Disavow is the mechanism telling the engine "don't count these incoming links when ranking my site". In Yandex it's a file managed via Webmaster. It sounds simple — and it's one of the most dangerous SEO tools you have. A single syntax mistake and you accidentally "renounce" half of your good links. This guide walks through the full process: when disavow is actually needed, how to build the file, how to upload it, how to monitor results, and how to avoid shooting yourself in the foot.
When disavow is actually needed
Most sites don't need disavow. Since 2018 Yandex usually ignores obvious junk links on its own and doesn't penalise for them. The real scenarios for disavow: you got a manual "unnatural backlinks" penalty in Webmaster — disavow becomes part of the reconsideration process. Or: you noticed a sharp traffic drop and the "External links" report in Webmaster shows a sudden flood of toxic links (e.g., 500 new .info domains with "buy viagra" anchors). That's a competitor negative-SEO attack, and disavow is a defensive move. Otherwise, leave the link profile alone.
How Yandex disavow differs from Google
Google has its own disavow — through GSC → Links → Disavow Tool with a `domain:bad.com` file. Yandex uses a similar format but a different surface: Webmaster → "Site quality" → "External links" → "Disavow links". The key difference: Google treats disavow mainly as a signal for its own algorithm, while Yandex applies it as an explicit filtering rule. After upload, Yandex removes those links from X-index calculations within 2–4 weeks. Google's effect can stretch to 3–6 months. For dual-engine sites, you need two separate disavow files — Google syntax for Google, Yandex syntax for Yandex.
How to build the list of "bad" links
Step one — export referring domains. Yandex Webmaster → External links → Export. You get a CSV with: domain, link count, anchor, donor indexed?, last crawl date. Step two — analyse. Toxicity signs: high-risk TLDs (.info, .xyz, .top, .click — especially on new domains); mismatched language/country (a Chinese domain linking to a Russian site); anchors you never optimised (an exact-match commercial phrase like "buy Moscow hookah cheap" in bulk over a short window); per-IP density (50+ domains on one IP block — link farm); very fast cadence (zero yesterday, 200 today). Site Metrics Tool auto-computes a toxicity_score (0–100) per source from these patterns; > 70 are disavow candidates.

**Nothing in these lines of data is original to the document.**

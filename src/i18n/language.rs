//! Language type: validated language representation.
//!
//! A `Language` can only be constructed from a code present in the registry,
//! so holding one is proof that the code is supported.

use crate::error::{AppError, AppResult};
use crate::i18n::{LanguageConfig, LanguageRegistry};
use serde::{Serialize, Serializer};
use std::fmt;
use std::str::FromStr;

/// A validated language.
#[derive(Debug, Clone, Copy, PartialEq, Eq, Hash)]
pub struct Language {
    /// ISO 639-1 language code (e.g., "en", "zh")
    code: &'static str,
}

impl Language {
    pub const ENGLISH: Language = Language { code: "en" };
    pub const CHINESE: Language = Language { code: "zh" };
    pub const SPANISH: Language = Language { code: "es" };
    pub const FRENCH: Language = Language { code: "fr" };
    pub const GERMAN: Language = Language { code: "de" };
    pub const JAPANESE: Language = Language { code: "ja" };
    pub const KOREAN: Language = Language { code: "ko" };

    /// Create a Language from a language code string.
    ///
    /// # Returns
    /// * `Ok(Language)` if the code is in the supported set
    /// * `Err(AppError::UnsupportedLanguage)` otherwise
    ///
    /// # Example
    /// ```ignore
    /// let french = Language::from_code("fr")?;
    /// ```
    pub fn from_code(code: &str) -> AppResult<Language> {
        match LanguageRegistry::get().get_by_code(code) {
            Some(config) => Ok(Language { code: config.code }),
            None => Err(AppError::UnsupportedLanguage(code.to_string())),
        }
    }

    /// The default UI language, also used as the fallback for missing content.
    pub fn default_language() -> Language {
        let config = LanguageRegistry::get().default_language();
        Language { code: config.code }
    }

    /// Every supported language, in selector order.
    pub fn all() -> Vec<Language> {
        LanguageRegistry::get()
            .list_all()
            .into_iter()
            .map(|config| Language { code: config.code })
            .collect()
    }

    pub fn code(&self) -> &'static str {
        self.code
    }

    /// Get the full language configuration from the registry.
    ///
    /// # Panics
    /// Panics if the code is not in the registry. This cannot happen for a
    /// `Language` built through `from_code` or the constants.
    pub fn config(&self) -> &'static LanguageConfig {
        LanguageRegistry::get()
            .get_by_code(self.code)
            .expect("Language code should always be valid")
    }

    /// English name of the language (e.g., "French").
    pub fn name(&self) -> &'static str {
        self.config().name
    }

    /// Native label of the language (e.g., "Français").
    pub fn native_name(&self) -> &'static str {
        self.config().native_name
    }

    pub fn is_default(&self) -> bool {
        self.config().is_default
    }
}

impl Default for Language {
    fn default() -> Self {
        Language::default_language()
    }
}

impl FromStr for Language {
    type Err = AppError;

    fn from_str(s: &str) -> Result<Self, Self::Err> {
        Language::from_code(s)
    }
}

impl fmt::Display for Language {
    fn fmt(&self, f: &mut fmt::Formatter<'_>) -> fmt::Result {
        f.write_str(self.code)
    }
}

impl Serialize for Language {
    fn serialize<S: Serializer>(&self, serializer: S) -> Result<S::Ok, S::Error> {
        serializer.serialize_str(self.code)
    }
}
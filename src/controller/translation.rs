//! Translation page: select an image, pick a target language, translate.

use crate::api::{ApiClient, TranslateRequest, TranslationResult};
use crate::controller::session::Session;
use crate::controller::state::{PageSnapshot, ResultPolicy};
use crate::controller::{error_line, read_selection};
use crate::error::AppResult;
use crate::i18n::{ContentResolver, Language, LanguageStore, PageId, TranslationStrings};
use crate::media::{CapturedImage, FileSelection};
use serde::Serialize;
use std::sync::Mutex;
use tracing::info;

/// The backend detects the source language itself.
const SOURCE_LANGUAGE: &str = "auto";

#[derive(Debug, Clone, PartialEq, Serialize)]
pub struct LanguageOption {
    pub code: Language,
    pub label: &'static str,
    pub selected: bool,
}

#[derive(Debug, Clone, PartialEq, Serialize)]
pub struct TranslationView {
    pub language: Language,
    pub title: &'static str,
    pub subtitle: &'static str,
    pub target_language_label: &'static str,
    pub target_languages: Vec<LanguageOption>,
    pub upload_prompt: &'static str,
    pub choose_image: &'static str,
    /// Only offered once an image is held
    pub translate_button: Option<&'static str>,
    pub processing: bool,
    pub result_label: Option<&'static str>,
    pub result_text: Option<String>,
    pub error: Option<String>,
}

pub struct TranslationController {
    client: ApiClient,
    language: LanguageStore,
    target_language: Mutex<Language>,
    session: Session<TranslationResult>,
}

impl TranslationController {
    pub fn new(client: ApiClient, language: LanguageStore) -> Self {
        Self {
            client,
            language,
            target_language: Mutex::new(Language::default_language()),
            session: Session::new(PageId::Translate, ResultPolicy::Replace),
        }
    }

    pub fn target_language(&self) -> Language {
        *self
            .target_language
            .lock()
            .unwrap_or_else(|poisoned| poisoned.into_inner())
    }

    /// Choose the translation target. Unsupported codes keep the previous
    /// target and are shown as a page error.
    pub fn set_target_language(&self, code: &str) -> AppResult<Language> {
        let target = Language::from_code(code).inspect_err(|e| {
            self.session.note_error(e.kind());
        })?;
        *self
            .target_language
            .lock()
            .unwrap_or_else(|poisoned| poisoned.into_inner()) = target;
        info!("Translation target set to {}", target);
        Ok(target)
    }

    pub fn on_image_captured(&self, image: CapturedImage) {
        self.session.capture(image);
    }

    /// Read the selected file. Translation waits for an explicit `submit`.
    pub async fn capture(&self, selection: &FileSelection) -> AppResult<bool> {
        Ok(read_selection(&self.session, selection).await?.is_some())
    }

    pub async fn submit(&self) -> AppResult<TranslationResult> {
        let target = self.target_language();
        let client = &self.client;
        let result = self
            .session
            .submit(|image| async move {
                let request = TranslateRequest {
                    image_url: image.data_uri(),
                    source_language: SOURCE_LANGUAGE,
                    target_language: target,
                };
                client.translate(&request).await
            })
            .await?;
        info!("Translation into {} completed", target);
        Ok(result)
    }

    pub fn snapshot(&self) -> PageSnapshot<TranslationResult> {
        self.session.snapshot()
    }

    pub fn view(&self) -> TranslationView {
        let language = self.language.current();
        let strings = ContentResolver::resolve::<TranslationStrings>(language);
        let snapshot = self.session.snapshot();
        let target = self.target_language();
        let result = snapshot.latest();

        TranslationView {
            language,
            title: strings.title,
            subtitle: strings.subtitle,
            target_language_label: strings.target_language_label,
            target_languages: Language::all()
                .into_iter()
                .map(|option| LanguageOption {
                    code: option,
                    label: option.name(),
                    selected: option == target,
                })
                .collect(),
            upload_prompt: strings.upload_prompt,
            choose_image: strings.choose_image,
            translate_button: snapshot.image.as_ref().map(|_| strings.translate_button),
            processing: snapshot.is_processing(),
            result_label: result.map(|_| strings.result_label),
            result_text: result.map(|r| r.translated_text.clone()),
            error: error_line(snapshot.error.as_ref(), language, strings.failure),
        }
    }

    pub fn unmount(&self) {
        self.session.unmount();
    }
}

Yandex disavow file format
A plain text file. One directive per line. Comments start with `#`. Example: `# Competitor attack, 2026-07-01` then `domain:bad-spam-site.info` to reject all links from that domain, or `https://bad-spam-site.info/some-page/` to reject a single URL. Case in `domain:` doesn't matter. Max size: ~10 MB or 100,000 directives. Encoding UTF-8 without BOM. Don't use wildcards (`*.info`) — Yandex doesn't parse them. Don't use Google-style directives. The file uploads through the Webmaster UI; syntax validation takes up to 24 hours, actual application — 2 to 4 weeks.
Common file-building mistakes
- Accidentally including good donors — losing link equity forever (reversing disavow takes another 2–4 weeks of reprocessing).
- Using the Google-style `domain:example.com` without an explicit protocol — for specific URLs Yandex requires the full URL with http/https.
- A BOM at the start of a UTF-8 file — Yandex may reject the entire file with "invalid syntax".
- Duplicates — not critical but they clutter the file; deduplicate before upload.
- Over-aggressive "just in case" disavow — you lose 30–50% of good links and rankings tank.
How to monitor the effect
For 4 weeks after upload, track three metrics. One — referring-domain count in Webmaster: it should drop by the count you disavowed. Two — position dynamics on commercial queries: if disavow worked, positions either stabilise (if the drop was from an attack) or start recovering. If positions keep falling harder — you over-disavowed good links and need to edit the file immediately. Three — X-index for the site in Webmaster: minor fluctuation is normal, a sharp drop (−5 to −10 points) is a warning. Site Metrics Tool auto-tracks all three and alerts when something's off.
Alternative to disavow: removing the link at the source
The cleanest option is asking the donor site to remove the link. For spam networks you won't find contacts, but if a link landed by mistake (say, a guest post turned out toxic and the partner agrees to remove it), that beats disavow. Removing at the source restores profile cleanliness without Webmaster bureaucracy. If 80% of "bad" links come off via direct contact and the remaining 20% go to disavow, that's the ideal scenario for a penalty reconsideration request.
Frequently asked
Can disavow be reversed?
Yes — remove the line from the file and re-upload. Reversal takes another 2–4 weeks. Don't over-use it — frequent edits look suspicious to Yandex.
Does disavow lift penalties?
Only combined with a reconsideration request and explicit communication that you identified toxic links and took action. Disavow alone doesn't auto-lift a penalty.
How many links can the file hold?
Up to 100,000 directives, but you'll never need that many. A typical file: 50–500 directives. Thousands suggest you're over-disavowing.